July 10 (Bloomberg) -- Ocala Funding LLC, a financing vehicle used and controlled by failed Taylor Bean & Whitaker Mortgage Corp., filed for bankruptcy protection in Florida.
The Orlando-based company listed both assets and debt of more than $1 billion each in Chapter 11 documents filed today in U.S. Bankruptcy Court in Jacksonville, Florida. Taylor Bean owns a 100 percent membership interest in Ocala Funding, according to court papers.
Ocala Funding issued asset-backed commercial paper to financial institutions including Deutsche Bank, Germany’s biggest bank, and Paris-based BNP Paribas, according to court papers.
From 2002 through August 2009, Lee Farkas, ex-chairman of Taylor Bean, directed the sale of more than $1.5 billion in fake mortgage assets to Colonial Bank and misappropriated more than $1.5 billion from Ocala Funding LLC, according to a statement of facts filed by prosecutors.
“The debtor has liabilities that exceed its assets by more than $2 billion,” Neil Lauria, Ocala’s chief restructuring officer, said in court papers. “Nearly half this shortfall is the result of transfers of the debtor’s assets to Freddie Mac under the direction and control of the Farkas Parties.”

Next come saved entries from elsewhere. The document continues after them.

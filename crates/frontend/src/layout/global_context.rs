use crate::shared::api_utils::get_json;
use crate::shared::query::url_sync::{current_search, merge_params, replace_query};
use contracts::domain::common::Company;
use leptos::prelude::Effect;
use leptos::prelude::*;
use leptos::task::spawn_local;
use std::collections::BTreeMap;

/// Query parameter carrying the active tab key
pub const PARAM_ACTIVE: &str = "active";

#[derive(Clone, Copy)]
pub struct AppGlobalContext {
    pub opened: RwSignal<Vec<Tab>>,
    pub active: RwSignal<Option<String>>,
    pub left_open: RwSignal<bool>,
    /// Companies available to the user (top header selector)
    pub companies: RwSignal<Vec<Company>>,
    /// Company scope of every request; empty = all companies
    pub selected_company_ids: RwSignal<Vec<String>>,
}

impl AppGlobalContext {
    pub fn new() -> Self {
        Self {
            opened: RwSignal::new(vec![]),
            active: RwSignal::new(None),
            left_open: RwSignal::new(true),
            companies: RwSignal::new(vec![]),
            selected_company_ids: RwSignal::new(vec![]),
        }
    }

    pub fn init_router_integration(&self) {
        let params: BTreeMap<String, String> =
            serde_qs::from_str(current_search().trim_start_matches('?')).unwrap_or_default();
        if let Some(active_key) = params.get(PARAM_ACTIVE).cloned() {
            let title = crate::layout::tabs::tab_label_for_key(&active_key);
            let title = if title.is_empty() { active_key.clone() } else { title.to_string() };
            self.open_tab(&active_key, &title);
        }

        let this = *self;
        Effect::new(move |_| {
            if let Some(active_key) = this.active.get() {
                let current = current_search();
                let new_query = merge_params(&current, &[(PARAM_ACTIVE, Some(active_key))]);

                // Only update URL if it actually changed
                if current != new_query {
                    replace_query(&new_query);
                }
            }
        });
    }

    pub fn open_tab(&self, key: &str, title: &str) {
        log::debug!("open_tab: key='{}', title='{}'", key, title);
        let exists = self
            .opened
            .with_untracked(|tabs| tabs.iter().any(|tab| tab.key == key));
        if !exists {
            let tab = Tab {
                key: key.to_string(),
                title: title.to_string(),
            };
            self.opened.update(|tabs| tabs.push(tab));
        }
        self.activate_tab(key);
    }

    pub fn activate_tab(&self, key: &str) {
        self.active.set(Some(key.to_string()));
    }

    pub fn close_tab(&self, key: &str) {
        log::debug!("close_tab: key='{}'", key);
        self.opened.update(|tabs| tabs.retain(|tab| tab.key != key));
        if self
            .active
            .with_untracked(|active| active.as_deref() == Some(key))
        {
            let next_active = self
                .opened
                .with_untracked(|tabs| tabs.last().map(|t| t.key.clone()));
            self.active.set(next_active);
        }
    }

    pub fn toggle_left(&self) {
        self.left_open.update(|val| *val = !*val);
    }

    /// Select or deselect one company; the query key of every view changes with it
    pub fn toggle_company(&self, id: &str) {
        self.selected_company_ids.update(|ids| {
            if let Some(pos) = ids.iter().position(|c| c == id) {
                ids.remove(pos);
            } else {
                ids.push(id.to_string());
            }
        });
    }

    /// Load the company list once at startup. Failure leaves the scope empty
    /// (all companies), the error is logged.
    pub fn load_companies(&self) {
        let companies = self.companies;
        spawn_local(async move {
            match get_json::<Vec<Company>>("/api/companies").await {
                Ok(list) => {
                    log::info!("loaded {} companies", list.len());
                    let _ = companies.try_set(list);
                }
                Err(e) => log::error!("failed to load companies: {}", e),
            }
        });
    }
}

impl Default for AppGlobalContext {
    fn default() -> Self {
        Self::new()
    }
}

#[derive(Debug, Clone, PartialEq, Eq)]
pub struct Tab {
    pub key: String,
    pub title: String,
}

#[cfg(test)]
mod tests {
    use super::*;

    #[test]
    fn test_close_active_tab_activates_last() {
        let owner = Owner::new();
        owner.with(|| {
            let ctx = AppGlobalContext::new();
            ctx.open_tab("a001_category", "Categories");
            ctx.open_tab("a003_product", "Products");
            ctx.open_tab("p900_sales_invoice", "Sales Invoices");
            ctx.activate_tab("a003_product");

            ctx.close_tab("a003_product");
            assert_eq!(ctx.opened.get_untracked().len(), 2);
            assert_eq!(ctx.active.get_untracked().as_deref(), Some("p900_sales_invoice"));
        });
    }

    #[test]
    fn test_open_existing_tab_does_not_duplicate() {
        let owner = Owner::new();
        owner.with(|| {
            let ctx = AppGlobalContext::new();
            ctx.open_tab("a001_category", "Categories");
            ctx.open_tab("a002_billboard", "Billboards");
            ctx.open_tab("a001_category", "Categories");
            assert_eq!(ctx.opened.get_untracked().len(), 2);
            assert_eq!(ctx.active.get_untracked().as_deref(), Some("a001_category"));
        });
    }

    #[test]
    fn test_toggle_company() {
        let owner = Owner::new();
        owner.with(|| {
            let ctx = AppGlobalContext::new();
            ctx.toggle_company("1");
            ctx.toggle_company("2");
            ctx.toggle_company("1");
            assert_eq!(ctx.selected_company_ids.get_untracked(), vec!["2".to_string()]);
        });
    }
}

The Federal Deposit Insurance Corp. is listed as the largest unsecured creditor with a claim of $898.9 million.
Taylor Bean’s Bankruptcy
Taylor Bean filed for bankruptcy protection on Aug. 24, 2009. Prior to its collapse, the company was servicing more than 500,000 mortgages, including $51.2 billion of Freddie Mac loans, court papers show.
Ocala is seeking court authority to investigate the Federal Home Loan Corp., known as Freddie Mac, and the Federal Housing Finance Agency to determine its chances of recovering transfers made to Freddie Mac to allegedly conceal the fraud perpetrated by Taylor Bean executives, according to court documents.
From September 2008 until Taylor Bean’s collapse almost a year later, Freddie Mac received about $805 million of Ocala’s funds.
“These Transfers of Ocala’s assets provided no benefit to Ocala,” lawyers for the company said in court papers. They were made “with the intent of hindering, delaying and defrauding Ocala’s creditors” when the company was “insolvent or was rendered insolvent as a result of such transfers,” the attorneys wrote.
The case is In re Ocala Funding LLC, 3:12-bk-04524, U.S. Bankruptcy Court, Middle District of Florida (Jacksonville).